• Problem requirements:
All of the data below is to be written out again exactly.

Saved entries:
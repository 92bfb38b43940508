// SPDX-License-Identifier: MIT
// Copyright (c) 2026 Alfred Jean LLC

//! `tst-md5` entry point: check a file's digest against accepted values.

use std::path::PathBuf;
use std::process::ExitCode;

use clap::Parser;

use tst::diagnostic::print_error;
use tst::{verify_file_digest, Algorithm, Theme};

/// Exit codes
mod exit_codes {
    /// Digest matched an accepted value
    pub const MATCHED: u8 = 0;
    /// Digest matched nothing
    pub const MISMATCH: u8 = 1;
    /// File could not be opened or read
    pub const IO_ERROR: u8 = 2;
}

/// Check a file's digest against one or more accepted values
#[derive(Parser, Debug)]
#[command(name = "tst-md5", version)]
struct Cli {
    /// Digest algorithm
    #[arg(long, value_enum, default_value = "md5")]
    algorithm: Algorithm,

    /// File to digest
    #[arg(value_name = "FILE")]
    file: PathBuf,

    /// Accepted lowercase hex digests
    #[arg(value_name = "EXPECTED", required = true)]
    expected: Vec<String>,
}

fn main() -> ExitCode {
    let cli = Cli::parse();

    match verify_file_digest(&cli.file, cli.algorithm, &cli.expected) {
        Ok(check) if check.matched() => {
            println!("{}: {} OK", check.path.display(), check.digest);
            ExitCode::from(exit_codes::MATCHED)
        }
        Ok(check) => {
            println!("{}", check.render_mismatch(&Theme::global(), ""));
            ExitCode::from(exit_codes::MISMATCH)
        }
        Err(e) => {
            print_error(e);
            ExitCode::from(exit_codes::IO_ERROR)
        }
    }
}
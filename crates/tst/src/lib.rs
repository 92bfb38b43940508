// SPDX-License-Identifier: MIT
// Copyright (c) 2026 Alfred Jean LLC

//! Test-support helpers layered over the host test harness.
//!
//! A [`Session`] wraps each test body with before/after hooks, times it and
//! prints a colorized pass/fail line. [`Chk`] accumulates several fallible
//! setup steps into one verdict. [`Reporter`] carries the reporting
//! primitives: banners, pass/fail lines, byte and slice comparison, file
//! digest checks and multi-line colorizers.
//!
//! Every failure is recorded on a [`TestCase`]; `finish` hands them to the
//! harness as the test's `Err`.
//!
//! ```no_run
//! use tst::{CaseFailure, Outcome, Session, TestCase};
//!
//! fn parse_header() -> Result<(), CaseFailure> {
//!     let session = Session::from_env();
//!     let case = TestCase::new("parse_header");
//!     if session.testing("parse", "round-trips a header", true) {
//!         session.run(&case, || Outcome::passed("parse header", "16 bytes"));
//!     }
//!     case.finish()
//! }
//! ```

pub mod chk;
pub mod console;
pub mod diagnostic;
pub mod digest;
pub mod env;
pub mod error;
pub mod hooks;
pub mod options;
pub mod report;
pub mod session;
pub mod slice;
pub mod text;
pub mod theme;

pub use chk::{Check, Chk};
pub use console::ConsoleHandle;
pub use diagnostic::Diagnostics;
pub use digest::{file_digest, verify_file_digest, Algorithm, DigestCheck, DigestError};
pub use error::Error;
pub use hooks::{Hook, Hooks};
pub use options::Options;
pub use report::Reporter;
pub use session::{Outcome, Session};
pub use slice::{compare_slices, ElementType, SliceMismatch, SliceRef};
pub use theme::{ColorMode, Theme};
pub use tst_case::{CaseFailure, Recorder, TestCase};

• Answer:
repository 92bfb38b43940508
// SPDX-License-Identifier: MIT
// Copyright (c) 2026 Alfred Jean LLC

//! `tst-md5` entry point: check a file's digest against accepted values.

use std::path::PathBuf;
use std::process::ExitCode;

use clap::Parser;

use tst::diagnostic::print_error;
use tst::{verify_file_digest, Algorithm, Theme};

/// Exit codes
mod exit_codes {
    /// Digest matched an accepted value
    pub const MATCHED: u8 = 0;
    /// Digest matched nothing
    pub const MISMATCH: u8 = 1;
    /// File could not be opened or read
    pub const IO_ERROR: u8 = 2;
}

/// Check a file's digest against one or more accepted values
#[derive(Parser, Debug)]
#[command(name = "tst-md5", version)]
struct Cli {
    /// Digest algorithm
    #[arg(long, value_enum, default_value = "md5")]
    algorithm: Algorithm,

    /// File to digest
    #[arg(value_name = "FILE")]
    file: PathBuf,

    /// Accepted lowercase hex digests
    #[arg(value_name = "EXPECTED", required = true)]
    expected: Vec<String>,
}

fn main() -> ExitCode {
    let cli = Cli::parse();

    match verify_file_digest(&cli.file, cli.algorithm, &cli.expected) {
        Ok(check) if check.matched() => {
            println!("{}: {} OK", check.path.display(), check.digest);
            ExitCode::from(exit_codes::MATCHED)
        }
        Ok(check) => {
            println!("{}", check.render_mismatch(&Theme::global(), ""));
            ExitCode::from(exit_codes::MISMATCH)
        }
        Err(e) => {
            print_error(e);
            ExitCode::from(exit_codes::IO_ERROR)
        }
    }
}
filename crates/tst/src/lib.rs
repository 92bfb38b43940508
// SPDX-License-Identifier: MIT
// Copyright (c) 2026 Alfred Jean LLC

//! Test-support helpers layered over the host test harness.
//!
//! A [`Session`] wraps each test body with before/after hooks, times it and
//! prints a colorized pass/fail line. [`Chk`] accumulates several fallible
//! setup steps into one verdict. [`Reporter`] carries the reporting
//! primitives: banners, pass/fail lines, byte and slice comparison, file
//! digest checks and multi-line colorizers.
//!
//! Every failure is recorded on a [`TestCase`]; `finish` hands them to the
//! harness as the test's `Err`.
//!
//! ```no_run
//! use tst::{CaseFailure, Outcome, Session, TestCase};
//!
//! fn parse_header() -> Result<(), CaseFailure> {
//!     let session = Session::from_env();
//!     let case = TestCase::new("parse_header");
//!     if session.testing("parse", "round-trips a header", true) {
//!         session.run(&case, || Outcome::passed("parse header", "16 bytes"));
//!     }
//!     case.finish()
//! }
//! ```

pub mod chk;
pub mod console;
pub mod diagnostic;
pub mod digest;
pub mod env;
pub mod error;
pub mod hooks;
pub mod options;
pub mod report;
pub mod session;
pub mod slice;
pub mod text;
pub mod theme;

pub use chk::{Check, Chk};
pub use console::ConsoleHandle;
pub use diagnostic::Diagnostics;
pub use digest::{file_digest, verify_file_digest, Algorithm, DigestCheck, DigestError};
pub use error::Error;
pub use hooks::{Hook, Hooks};
pub use options::Options;
pub use report::Reporter;
pub use session::{Outcome, Session};
pub use slice::{compare_slices, ElementType, SliceMismatch, SliceRef};
pub use theme::{ColorMode, Theme};
pub use tst_case::{CaseFailure, Recorder, TestCase};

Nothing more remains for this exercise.